6:30am – the phone rings – it’s the ICU.  “Bed 5’s blood pressure is rising, heart rate is falling”.  My own heart sinks.  I walk back to ICU, sad – I know what this means.

He’s a precious 10 year old boy (child #5) who came to us last week, confused.  He had started to act strange, his words garbled and slurred.  We admitted him immediately, by morning he had slipped into a coma.  None of our tests uncovered a root cause – brain swelling unexplained by excessive blood or spinal fluid, and despite strong antibiotics, antivirals and brain-swelling therapy he continued to worsen.  Even more concerning, he’s the third kid in 6 weeks who has come in like this – and the last 2 died.  We hoped and prayed that this wasn’t the same thing.

A few days earlier, when we had hoped and prayed he would improve.

Last week, when we had hoped and prayed he would improve.

6:42 – I arrive at his bedside.  His pupils are enlarged and won’t react, he has rapidly worsening brain swelling, and there’s nothing more we can do.  I do other tests for brain death – he fails every one.  His brain is damaged beyond repair.

We’re now on the verge of our third child dying from this mysterious cause, and it’s time to enlist the help of the Centre for Disease Control (CDC) and Kenya Medical Research Institute (KEMRI) to find out if it’s some rare or new public health crisis.  We will keep his heart beating until his parents arrive in a couple of hours – in addition to telling them this morning that he is brain dead, we need to get their permission to do an autopsy to try and figure out why.

7:00am –  I finish up my note in his file, and go home for a quick shower and coffee.

8:40am – A surreal but important conversation.  I sit with the pediatric team, arranging with the CDC on my phone’s speakerphone for their pathologist to come and examine this child’s body.  He’s not even dead yet – the family is on the way from a town 90 minutes away, and we need to give them a chance to say goodbye.

I start to feel the beginnings of relief – most of the children on my watch last night have been cared for, and my night on call appears to be over.

Kijabe pediatricians - Sarah, Modi and Nate.

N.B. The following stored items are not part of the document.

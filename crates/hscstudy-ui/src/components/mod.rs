//! Reusable UI components for the study site
//!
//! Class names match the selectors in the desktop app's global stylesheet.

mod button;
mod flashcard_tile;
mod progress_bar;
mod quiz_option;
mod search_input;
mod section_tabs;

pub use button::*;
pub use flashcard_tile::*;
pub use progress_bar::*;
pub use quiz_option::*;
pub use search_input::*;
pub use section_tabs::*;
//! Display-mode panels rendered inside the content modal.

use dioxus::prelude::*;
use hscstudy_core::presenter::{FlashcardsView, KeyPointsView, MindMapView, QuizView, SummaryView};
use hscstudy_ui::{Button, ButtonVariant, FlashcardTile, QuizOption};

use crate::context::use_study;

#[component]
pub fn SummaryPanel(view: SummaryView) -> Element {
    rsx! {
        div { class: "summary",
            if let Some(byline) = view.byline() {
                h3 { class: "chapter-author", "{byline}" }
            }
            p { "{view.summary}" }
        }
    }
}

#[component]
pub fn KeyPointsPanel(view: KeyPointsView) -> Element {
    rsx! {
        div { class: "key-points",
            ul {
                for point in view.points.iter() {
                    li { "{point}" }
                }
            }
        }
    }
}

/// Quiz questions with per-group marking and a score button
#[component]
pub fn QuizPanel(view: QuizView) -> Element {
    let mut study = use_study();

    let (marks, score) = {
        let app = study.read();
        let modal = app.modal();
        let marks: Vec<_> = modal
            .and_then(|m| m.quiz())
            .map(|quiz| quiz.groups().iter().map(|g| g.marks()).collect())
            .unwrap_or_default();
        (marks, modal.and_then(|m| m.last_score))
    };

    rsx! {
        for (group, question) in view.questions.iter().enumerate() {
            div { class: "mcq-container",
                div { class: "mcq-question", "{question.label}" }
                div { class: "mcq-options",
                    for (option, text) in question.options.iter().enumerate() {
                        QuizOption {
                            text: text.clone(),
                            mark: marks.get(group).and_then(|m| m.get(option).copied().flatten()),
                            onclick: move |_| {
                                study.write().select_option(group, option);
                            },
                        }
                    }
                }
            }
        }
        div { class: "key-points quiz-actions",
            Button {
                variant: ButtonVariant::Primary,
                onclick: move |_| {
                    study.write().score_quiz();
                },
                "Check Score"
            }
            span { class: "quiz-score",
                if let Some(score) = score {
                    "Score: {score}"
                }
            }
        }
    }
}

/// Flashcard grid in display order with Shuffle and Flip All
#[component]
pub fn FlashcardsPanel(view: FlashcardsView) -> Element {
    let mut study = use_study();

    let visible: Vec<(usize, bool)> = study
        .read()
        .modal()
        .and_then(|m| m.deck())
        .map(|deck| deck.visible().collect())
        .unwrap_or_default();

    rsx! {
        div { class: "flash-toolbar",
            Button {
                onclick: move |_| {
                    study.write().shuffle_cards(&mut rand::rng());
                },
                "Shuffle"
            }
            Button {
                onclick: move |_| {
                    study.write().flip_all();
                },
                "Flip All"
            }
        }
        div { class: "chapter-grid flash-grid",
            for (card, flipped) in visible {
                if let Some(content) = view.cards.get(card) {
                    FlashcardTile {
                        front: content.front.clone(),
                        back: content.back.clone(),
                        flipped,
                        onclick: move |_| {
                            study.write().click_card(card);
                        },
                    }
                }
            }
        }
    }
}

#[component]
pub fn MindMapPanel(view: MindMapView) -> Element {
    let text = view.text();

    rsx! {
        div { class: "mindmap",
            p { "{text}" }
        }
    }
}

Kijabe pediatricians – Sarah, Modi and Nate.

Not yet.

9:15am – a call:  there’s a resuscitation in HDU3 (child #6).  I run, leaving the team still talking on my phone to the CDC.

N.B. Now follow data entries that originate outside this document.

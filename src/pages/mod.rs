//! Page components for HSC Study.

mod home;
mod section;

pub use home::HomePage;
pub use section::SectionPage;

HDU3?  This baby was not even on my radar.  A 2 week old with Down Syndrome who has had surgeries for a bowel blockage – I arrive and the interns and nurses are doing CPR.

Snap into resus mode.  CPR, adrenaline, ET tube, calcium, bicarb, glucose, fluids – nothing makes a difference.  An overwhelming infection in the context of too many other problems has claimed this baby, whose parents speak neither Swahili nor English and watch us as we struggle and fail.

9:40am – We pronounce him dead almost exactly twelve hours after I first came into the hospital last night.

It’s now time to start the new day taking care of the other 20 children admitted to the peds ward who have been stable and recovering all night.  Most of them are healing, most of them will go home.

A dark and difficult night. I start to see the other kids on rounds – and as I do, I am also reminded there is always dawn after the darkness.